Sebagai kota yang menjadi barometer kehidupan keagamaan di Aceh, Banda Aceh diharapkan mampu menjadi contoh praktik keberagamaan yang inklusif dan transformatif. H. Salman mengajak seluruh tokoh agama, pendidik, serta pemuda untuk menjadikan Idul Adha sebagai ruang pembelajaran sosial.
“Kita ingin menjadikan Banda Aceh sebagai kota yang tidak hanya taat secara simbolik, tapi juga kuat secara substansi nilai. Idul Adha harus menjadi momen membangun kota yang syar'i, peduli, adil, dan manusiawi,” tuturnya.

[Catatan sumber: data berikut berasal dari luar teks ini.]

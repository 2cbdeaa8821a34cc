//! Flat table builder (the "collector").
//!
//! Records are written in two phases. All variable-length values are
//! prepared first: their payload is appended to the buffer and a
//! [`DataOffset`] is handed back. Then every field, scalar or offset, is
//! collected into its slot. The first collect switches the builder into
//! collecting mode, after which preparing is rejected.
//!
//! ## Layout
//!
//! ```text
//! +----------------+-------------+---------------------------------------+------------------------+
//! | u32 vtable_pos | payloads... | vtable: u16 len, u16 table_len, u16[] | table: u32 len, fields |
//! +----------------+-------------+---------------------------------------+------------------------+
//! ```
//!
//! - A payload is `u32 len` followed by the bytes; strings carry a trailing NUL.
//! - The vtable entry at byte position `slot` holds the field's offset from
//!   the table start, or 0 when the field is absent.
//! - Slots past the end of the vtable are absent too, which is how records
//!   written by an older schema read back.
//! - All integers are little-endian.

use crate::error::{CodecError, CodecResult};
use crate::scalar::{to_unix_millis, to_unix_nanos, Scalar};
use crate::slot::{validate_slot, MIN_SLOT, SLOT_BASE};
use bytes::{BufMut, Bytes, BytesMut};
use std::time::SystemTime;

/// Default initial capacity for a new builder.
pub const DEFAULT_BUILDER_CAPACITY: usize = 1024;

const HEADER_SIZE: usize = 4;
const TABLE_MARKER_SIZE: usize = 4;

/// Position of a prepared payload inside the buffer being built.
///
/// `DataOffset::NONE` is returned for absent values and makes the matching
/// [`FlatBufferBuilder::collect_offset`] a no-op.
#[derive(Debug, Clone, Copy, PartialEq, Eq, Hash, Default)]
pub struct DataOffset(u32);

impl DataOffset {
    /// Sentinel for "nothing was prepared".
    pub const NONE: Self = Self(0);

    /// Returns true if this is the absent sentinel.
    #[inline]
    #[must_use]
    pub const fn is_none(self) -> bool {
        self.0 == 0
    }

    /// Returns the raw buffer position.
    #[inline]
    #[must_use]
    pub const fn get(self) -> u32 {
        self.0
    }
}

#[derive(Debug, Clone, Copy)]
struct Field {
    slot: u16,
    len: u8,
    value: [u8; 8],
}

/// Builds one flat table at a time.
///
/// A builder is reusable: [`finish`](Self::finish) hands out the record and
/// leaves the builder empty but with its allocation intact. Use a
/// [`BuilderPool`](crate::BuilderPool) to share builders between puts.
#[derive(Debug)]
pub struct FlatBufferBuilder {
    buf: BytesMut,
    fields: Vec<Field>,
    collecting: bool,
}

impl FlatBufferBuilder {
    /// Creates a builder with the default capacity.
    #[must_use]
    pub fn new() -> Self {
        Self::with_capacity(DEFAULT_BUILDER_CAPACITY)
    }

    /// Creates a builder with the given initial capacity.
    #[must_use]
    pub fn with_capacity(capacity: usize) -> Self {
        Self {
            buf: BytesMut::with_capacity(capacity.max(HEADER_SIZE)),
            fields: Vec::new(),
            collecting: false,
        }
    }

    /// Whether a field has been collected since the last reset.
    #[must_use]
    pub fn is_collecting(&self) -> bool {
        self.collecting
    }

    /// Current capacity of the underlying buffer.
    #[must_use]
    pub fn capacity(&self) -> usize {
        self.buf.capacity()
    }

    /// Number of bytes written so far (header and payloads).
    #[must_use]
    pub fn len(&self) -> usize {
        self.buf.len()
    }

    /// Returns true if nothing has been written since the last reset.
    #[must_use]
    pub fn is_empty(&self) -> bool {
        self.buf.is_empty() && self.fields.is_empty()
    }

    /// Discards everything written so far, keeping the allocation.
    pub fn reset(&mut self) {
        self.buf.clear();
        self.fields.clear();
        self.collecting = false;
    }

    /// Copies a string payload into the buffer.
    ///
    /// Returns [`DataOffset::NONE`] for `None`.
    ///
    /// # Errors
    ///
    /// Returns `PrepareAfterCollect` once collecting has started, or
    /// `PayloadTooLarge` if the buffer would exceed 32-bit addressing.
    pub fn prepare_string(&mut self, value: Option<&str>) -> CodecResult<DataOffset> {
        match value {
            Some(s) => self.prepare_payload(s.as_bytes(), true),
            None => Ok(DataOffset::NONE),
        }
    }

    /// Copies a byte payload into the buffer.
    ///
    /// Returns [`DataOffset::NONE`] for `None`.
    ///
    /// # Errors
    ///
    /// Same as [`prepare_string`](Self::prepare_string).
    pub fn prepare_bytes(&mut self, value: Option<&[u8]>) -> CodecResult<DataOffset> {
        match value {
            Some(b) => self.prepare_payload(b, false),
            None => Ok(DataOffset::NONE),
        }
    }

    /// Writes a scalar into `slot`. Collecting the same slot twice keeps the
    /// last value.
    ///
    /// # Errors
    ///
    /// Returns `InvalidSlot` if `slot` is not a valid field position.
    pub fn collect<T: Scalar>(&mut self, value: T, slot: u16) -> CodecResult<()> {
        validate_slot(slot)?;
        self.collecting = true;

        let mut raw = [0u8; 8];
        value.write_le(&mut raw[..T::SIZE]);
        #[allow(clippy::cast_possible_truncation)]
        let field = Field {
            slot,
            len: T::SIZE as u8,
            value: raw,
        };

        match self.fields.iter_mut().find(|f| f.slot == slot) {
            Some(existing) => *existing = field,
            None => self.fields.push(field),
        }
        Ok(())
    }

    /// Writes a scalar if present; `None` leaves the slot absent.
    ///
    /// # Errors
    ///
    /// Returns `InvalidSlot` if `slot` is not a valid field position.
    pub fn collect_optional<T: Scalar>(&mut self, value: Option<T>, slot: u16) -> CodecResult<()> {
        match value {
            Some(v) => self.collect(v, slot),
            None => Ok(()),
        }
    }

    /// Writes a prepared payload's offset into `slot`. No-op for
    /// [`DataOffset::NONE`].
    ///
    /// # Errors
    ///
    /// Returns `InvalidSlot` if `slot` is not a valid field position.
    pub fn collect_offset(&mut self, offset: DataOffset, slot: u16) -> CodecResult<()> {
        if offset.is_none() {
            return Ok(());
        }
        self.collect(offset.get(), slot)
    }

    /// Writes a date as milliseconds since the epoch.
    ///
    /// # Errors
    ///
    /// Returns `IllegalArgument` if the date does not fit into an `i64`.
    pub fn collect_date(&mut self, value: Option<SystemTime>, slot: u16) -> CodecResult<()> {
        match value {
            Some(time) => self.collect(to_unix_millis(time)?, slot),
            None => Ok(()),
        }
    }

    /// Writes a date as nanoseconds since the epoch.
    ///
    /// # Errors
    ///
    /// Returns `IllegalArgument` if the date does not fit into an `i64`.
    pub fn collect_date_nanos(&mut self, value: Option<SystemTime>, slot: u16) -> CodecResult<()> {
        match value {
            Some(time) => self.collect(to_unix_nanos(time)?, slot),
            None => Ok(()),
        }
    }

    /// Lays out the vtable and table and returns the finished record.
    ///
    /// The builder is reset afterwards and can be reused.
    ///
    /// # Errors
    ///
    /// Returns `PayloadTooLarge` if the table does not fit 16-bit field
    /// offsets or the buffer does not fit 32-bit positions.
    pub fn finish(&mut self) -> CodecResult<Bytes> {
        self.ensure_header();
        self.fields.sort_unstable_by_key(|f| f.slot);

        let max_slot = self.fields.last().map_or(SLOT_BASE, |f| f.slot);
        let vtable_len = usize::from(max_slot) + 2;
        let vtable_len_u16 = u16::try_from(vtable_len)
            .map_err(|_| CodecError::PayloadTooLarge { size: vtable_len })?;
        let table_len = TABLE_MARKER_SIZE
            + self
                .fields
                .iter()
                .map(|f| usize::from(f.len))
                .sum::<usize>();
        let table_len_u16 =
            u16::try_from(table_len).map_err(|_| CodecError::PayloadTooLarge { size: table_len })?;

        let vtable_pos = self.buf.len();
        let total = vtable_pos + vtable_len + table_len;
        let vtable_pos_u32 =
            u32::try_from(vtable_pos).map_err(|_| CodecError::PayloadTooLarge { size: total })?;
        u32::try_from(total).map_err(|_| CodecError::PayloadTooLarge { size: total })?;

        self.buf.reserve(vtable_len + table_len);

        self.buf.put_u16_le(vtable_len_u16);
        self.buf.put_u16_le(table_len_u16);

        let mut next_field = self.fields.iter().peekable();
        let mut field_offset = TABLE_MARKER_SIZE;
        let mut slot = MIN_SLOT;
        while slot < vtable_len_u16 {
            match next_field.peek() {
                Some(field) if field.slot == slot => {
                    #[allow(clippy::cast_possible_truncation)]
                    self.buf.put_u16_le(field_offset as u16);
                    field_offset += usize::from(field.len);
                    next_field.next();
                }
                _ => self.buf.put_u16_le(0),
            }
            slot += 2;
        }

        self.buf.put_u32_le(u32::from(table_len_u16));
        for field in &self.fields {
            self.buf.put_slice(&field.value[..usize::from(field.len)]);
        }

        self.buf[..HEADER_SIZE].copy_from_slice(&vtable_pos_u32.to_le_bytes());

        let record = self.buf.split().freeze();
        tracing::trace!(
            size = record.len(),
            fields = self.fields.len(),
            "finished flat table"
        );
        self.reset();
        Ok(record)
    }

    fn ensure_header(&mut self) {
        if self.buf.is_empty() {
            self.buf.put_u32_le(0);
        }
    }

    fn prepare_payload(&mut self, payload: &[u8], nul_terminated: bool) -> CodecResult<DataOffset> {
        if self.collecting {
            return Err(CodecError::PrepareAfterCollect);
        }
        self.ensure_header();

        let offset = self.buf.len();
        let needed = 4 + payload.len() + usize::from(nul_terminated);
        let end = offset + needed;
        let len = u32::try_from(payload.len())
            .map_err(|_| CodecError::PayloadTooLarge { size: payload.len() })?;
        u32::try_from(end).map_err(|_| CodecError::PayloadTooLarge { size: end })?;
        let position =
            u32::try_from(offset).map_err(|_| CodecError::PayloadTooLarge { size: end })?;

        self.buf.reserve(needed);
        self.buf.put_u32_le(len);
        self.buf.put_slice(payload);
        if nul_terminated {
            self.buf.put_u8(0);
        }

        Ok(DataOffset(position))
    }
}

impl Default for FlatBufferBuilder {
    fn default() -> Self {
        Self::new()
    }
}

Ia mengakhiri pesannya dengan mengajak seluruh umat Islam untuk menjadikan hari raya kurban sebagai tonggak memperbaiki relasi sosial, mempererat silaturahmi, serta memperkuat kehadiran agama dalam menjawab problem nyata umat.
“Jangan sampai Idul Adha hanya menjadi rutinitas tanpa ruh. Kita butuh transformasi spiritual yang mampu melahirkan perubahan sosial yang sejati,” pungkasnya.